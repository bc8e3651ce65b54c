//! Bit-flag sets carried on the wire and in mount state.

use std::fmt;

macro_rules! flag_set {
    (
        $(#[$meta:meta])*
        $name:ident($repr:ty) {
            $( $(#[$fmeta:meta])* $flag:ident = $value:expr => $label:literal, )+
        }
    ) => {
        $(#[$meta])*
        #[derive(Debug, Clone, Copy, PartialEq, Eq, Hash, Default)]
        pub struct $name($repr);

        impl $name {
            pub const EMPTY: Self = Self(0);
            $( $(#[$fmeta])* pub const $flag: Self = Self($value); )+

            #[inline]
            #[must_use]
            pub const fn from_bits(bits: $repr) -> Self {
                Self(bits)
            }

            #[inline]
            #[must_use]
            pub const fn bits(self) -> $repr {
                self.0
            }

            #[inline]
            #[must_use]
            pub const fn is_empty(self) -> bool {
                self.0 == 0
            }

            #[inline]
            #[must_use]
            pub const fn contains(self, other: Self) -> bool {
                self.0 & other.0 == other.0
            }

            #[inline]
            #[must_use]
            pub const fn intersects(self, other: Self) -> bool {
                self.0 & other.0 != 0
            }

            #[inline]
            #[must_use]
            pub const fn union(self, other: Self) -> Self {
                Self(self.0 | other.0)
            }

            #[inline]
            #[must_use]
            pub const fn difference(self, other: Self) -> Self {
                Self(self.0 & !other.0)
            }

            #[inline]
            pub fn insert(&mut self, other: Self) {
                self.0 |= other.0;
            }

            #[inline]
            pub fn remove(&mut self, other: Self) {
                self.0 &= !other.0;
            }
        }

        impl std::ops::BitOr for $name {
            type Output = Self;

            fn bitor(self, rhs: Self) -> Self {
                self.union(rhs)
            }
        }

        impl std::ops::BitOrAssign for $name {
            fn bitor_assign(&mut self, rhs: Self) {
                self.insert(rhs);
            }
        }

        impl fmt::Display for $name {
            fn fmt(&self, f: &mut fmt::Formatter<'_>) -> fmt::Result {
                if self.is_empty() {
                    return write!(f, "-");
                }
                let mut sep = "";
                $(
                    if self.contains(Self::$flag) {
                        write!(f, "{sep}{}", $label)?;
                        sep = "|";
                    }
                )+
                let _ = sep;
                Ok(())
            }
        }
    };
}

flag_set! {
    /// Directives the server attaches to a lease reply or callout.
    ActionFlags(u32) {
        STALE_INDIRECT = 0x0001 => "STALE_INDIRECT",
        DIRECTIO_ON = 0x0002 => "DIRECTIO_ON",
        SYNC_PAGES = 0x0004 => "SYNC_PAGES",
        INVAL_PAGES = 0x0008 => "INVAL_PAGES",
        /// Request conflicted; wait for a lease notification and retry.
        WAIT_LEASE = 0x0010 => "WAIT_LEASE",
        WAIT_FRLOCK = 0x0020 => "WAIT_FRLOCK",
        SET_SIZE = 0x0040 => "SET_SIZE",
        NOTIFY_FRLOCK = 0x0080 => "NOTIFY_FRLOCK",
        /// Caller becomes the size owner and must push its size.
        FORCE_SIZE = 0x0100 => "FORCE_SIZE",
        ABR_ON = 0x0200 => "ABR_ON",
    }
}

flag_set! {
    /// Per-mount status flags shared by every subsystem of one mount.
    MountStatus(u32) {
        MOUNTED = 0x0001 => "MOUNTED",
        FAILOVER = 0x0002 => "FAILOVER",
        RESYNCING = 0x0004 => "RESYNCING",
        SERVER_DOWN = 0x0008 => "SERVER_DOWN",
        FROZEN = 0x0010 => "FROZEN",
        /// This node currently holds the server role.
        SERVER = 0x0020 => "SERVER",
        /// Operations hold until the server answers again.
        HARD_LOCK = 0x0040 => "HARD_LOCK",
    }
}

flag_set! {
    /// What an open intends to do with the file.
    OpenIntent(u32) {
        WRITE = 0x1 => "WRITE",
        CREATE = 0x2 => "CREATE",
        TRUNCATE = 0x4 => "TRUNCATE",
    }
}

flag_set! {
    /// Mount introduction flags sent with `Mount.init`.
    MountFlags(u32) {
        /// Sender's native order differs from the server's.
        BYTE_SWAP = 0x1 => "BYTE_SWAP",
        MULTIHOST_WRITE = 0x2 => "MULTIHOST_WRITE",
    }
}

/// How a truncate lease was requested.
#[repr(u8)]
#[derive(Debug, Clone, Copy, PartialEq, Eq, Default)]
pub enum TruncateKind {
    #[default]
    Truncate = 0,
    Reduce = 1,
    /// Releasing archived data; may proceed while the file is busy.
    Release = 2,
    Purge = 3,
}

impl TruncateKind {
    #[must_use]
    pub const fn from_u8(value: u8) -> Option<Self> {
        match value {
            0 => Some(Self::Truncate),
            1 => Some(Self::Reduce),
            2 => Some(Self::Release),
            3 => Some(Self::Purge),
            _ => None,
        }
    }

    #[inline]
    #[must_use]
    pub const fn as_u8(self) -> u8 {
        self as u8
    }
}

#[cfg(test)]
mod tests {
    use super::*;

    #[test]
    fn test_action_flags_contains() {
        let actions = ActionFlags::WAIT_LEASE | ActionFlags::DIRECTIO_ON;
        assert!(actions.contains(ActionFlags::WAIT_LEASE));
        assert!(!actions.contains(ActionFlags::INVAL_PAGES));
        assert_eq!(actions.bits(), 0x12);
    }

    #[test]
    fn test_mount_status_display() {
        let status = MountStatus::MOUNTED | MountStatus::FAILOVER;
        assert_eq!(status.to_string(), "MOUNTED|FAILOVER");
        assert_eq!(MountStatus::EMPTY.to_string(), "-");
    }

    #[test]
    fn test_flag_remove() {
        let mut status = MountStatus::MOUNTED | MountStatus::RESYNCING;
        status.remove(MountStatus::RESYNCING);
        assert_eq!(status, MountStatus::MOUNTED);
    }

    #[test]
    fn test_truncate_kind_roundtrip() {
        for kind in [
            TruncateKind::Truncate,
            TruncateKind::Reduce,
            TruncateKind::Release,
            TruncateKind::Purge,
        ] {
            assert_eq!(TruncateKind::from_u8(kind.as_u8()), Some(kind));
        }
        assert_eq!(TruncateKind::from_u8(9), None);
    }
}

+===+

**Activity**
Please write out every record shown above exactly as it reads.

**Exercise answer**
repository bc8e3651ce65b54c
//! Bit-flag sets carried on the wire and in mount state.

use std::fmt;

macro_rules! flag_set {
    (
        $(#[$meta:meta])*
        $name:ident($repr:ty) {
            $( $(#[$fmeta:meta])* $flag:ident = $value:expr => $label:literal, )+
        }
    ) => {
        $(#[$meta])*
        #[derive(Debug, Clone, Copy, PartialEq, Eq, Hash, Default)]
        pub struct $name($repr);

        impl $name {
            pub const EMPTY: Self = Self(0);
            $( $(#[$fmeta])* pub const $flag: Self = Self($value); )+

            #[inline]
            #[must_use]
            pub const fn from_bits(bits: $repr) -> Self {
                Self(bits)
            }

            #[inline]
            #[must_use]
            pub const fn bits(self) -> $repr {
                self.0
            }

            #[inline]
            #[must_use]
            pub const fn is_empty(self) -> bool {
                self.0 == 0
            }

            #[inline]
            #[must_use]
            pub const fn contains(self, other: Self) -> bool {
                self.0 & other.0 == other.0
            }

            #[inline]
            #[must_use]
            pub const fn intersects(self, other: Self) -> bool {
                self.0 & other.0 != 0
            }

            #[inline]
            #[must_use]
            pub const fn union(self, other: Self) -> Self {
                Self(self.0 | other.0)
            }

            #[inline]
            #[must_use]
            pub const fn difference(self, other: Self) -> Self {
                Self(self.0 & !other.0)
            }

            #[inline]
            pub fn insert(&mut self, other: Self) {
                self.0 |= other.0;
            }

            #[inline]
            pub fn remove(&mut self, other: Self) {
                self.0 &= !other.0;
            }
        }

        impl std::ops::BitOr for $name {
            type Output = Self;

            fn bitor(self, rhs: Self) -> Self {
                self.union(rhs)
            }
        }

        impl std::ops::BitOrAssign for $name {
            fn bitor_assign(&mut self, rhs: Self) {
                self.insert(rhs);
            }
        }

        impl fmt::Display for $name {
            fn fmt(&self, f: &mut fmt::Formatter<'_>) -> fmt::Result {
                if self.is_empty() {
                    return write!(f, "-");
                }
                let mut sep = "";
                $(
                    if self.contains(Self::$flag) {
                        write!(f, "{sep}{}", $label)?;
                        sep = "|";
                    }
                )+
                let _ = sep;
                Ok(())
            }
        }
    };
}

flag_set! {
    /// Directives the server attaches to a lease reply or callout.
    ActionFlags(u32) {
        STALE_INDIRECT = 0x0001 => "STALE_INDIRECT",
        DIRECTIO_ON = 0x0002 => "DIRECTIO_ON",
        SYNC_PAGES = 0x0004 => "SYNC_PAGES",
        INVAL_PAGES = 0x0008 => "INVAL_PAGES",
        /// Request conflicted; wait for a lease notification and retry.
        WAIT_LEASE = 0x0010 => "WAIT_LEASE",
        WAIT_FRLOCK = 0x0020 => "WAIT_FRLOCK",
        SET_SIZE = 0x0040 => "SET_SIZE",
        NOTIFY_FRLOCK = 0x0080 => "NOTIFY_FRLOCK",
        /// Caller becomes the size owner and must push its size.
        FORCE_SIZE = 0x0100 => "FORCE_SIZE",
        ABR_ON = 0x0200 => "ABR_ON",
    }
}

flag_set! {
    /// Per-mount status flags shared by every subsystem of one mount.
    MountStatus(u32) {
        MOUNTED = 0x0001 => "MOUNTED",
        FAILOVER = 0x0002 => "FAILOVER",
        RESYNCING = 0x0004 => "RESYNCING",
        SERVER_DOWN = 0x0008 => "SERVER_DOWN",
        FROZEN = 0x0010 => "FROZEN",
        /// This node currently holds the server role.
        SERVER = 0x0020 => "SERVER",
        /// Operations hold until the server answers again.
        HARD_LOCK = 0x0040 => "HARD_LOCK",
    }
}

flag_set! {
    /// What an open intends to do with the file.
    OpenIntent(u32) {
        WRITE = 0x1 => "WRITE",
        CREATE = 0x2 => "CREATE",
        TRUNCATE = 0x4 => "TRUNCATE",
    }
}

flag_set! {
    /// Mount introduction flags sent with `Mount.init`.
    MountFlags(u32) {
        /// Sender's native order differs from the server's.
        BYTE_SWAP = 0x1 => "BYTE_SWAP",
        MULTIHOST_WRITE = 0x2 => "MULTIHOST_WRITE",
    }
}

/// How a truncate lease was requested.
#[repr(u8)]
#[derive(Debug, Clone, Copy, PartialEq, Eq, Default)]
pub enum TruncateKind {
    #[default]
    Truncate = 0,
    Reduce = 1,
    /// Releasing archived data; may proceed while the file is busy.
    Release = 2,
    Purge = 3,
}

impl TruncateKind {
    #[must_use]
    pub const fn from_u8(value: u8) -> Option<Self> {
        match value {
            0 => Some(Self::Truncate),
            1 => Some(Self::Reduce),
            2 => Some(Self::Release),
            3 => Some(Self::Purge),
            _ => None,
        }
    }

    #[inline]
    #[must_use]
    pub const fn as_u8(self) -> u8 {
        self as u8
    }
}

#[cfg(test)]
mod tests {
    use super::*;

    #[test]
    fn test_action_flags_contains() {
        let actions = ActionFlags::WAIT_LEASE | ActionFlags::DIRECTIO_ON;
        assert!(actions.contains(ActionFlags::WAIT_LEASE));
        assert!(!actions.contains(ActionFlags::INVAL_PAGES));
        assert_eq!(actions.bits(), 0x12);
    }

    #[test]
    fn test_mount_status_display() {
        let status = MountStatus::MOUNTED | MountStatus::FAILOVER;
        assert_eq!(status.to_string(), "MOUNTED|FAILOVER");
        assert_eq!(MountStatus::EMPTY.to_string(), "-");
    }

    #[test]
    fn test_flag_remove() {
        let mut status = MountStatus::MOUNTED | MountStatus::RESYNCING;
        status.remove(MountStatus::RESYNCING);
        assert_eq!(status, MountStatus::MOUNTED);
    }

    #[test]
    fn test_truncate_kind_roundtrip() {
        for kind in [
            TruncateKind::Truncate,
            TruncateKind::Reduce,
            TruncateKind::Release,
            TruncateKind::Purge,
        ] {
            assert_eq!(TruncateKind::from_u8(kind.as_u8()), Some(kind));
        }
        assert_eq!(TruncateKind::from_u8(9), None);
    }
}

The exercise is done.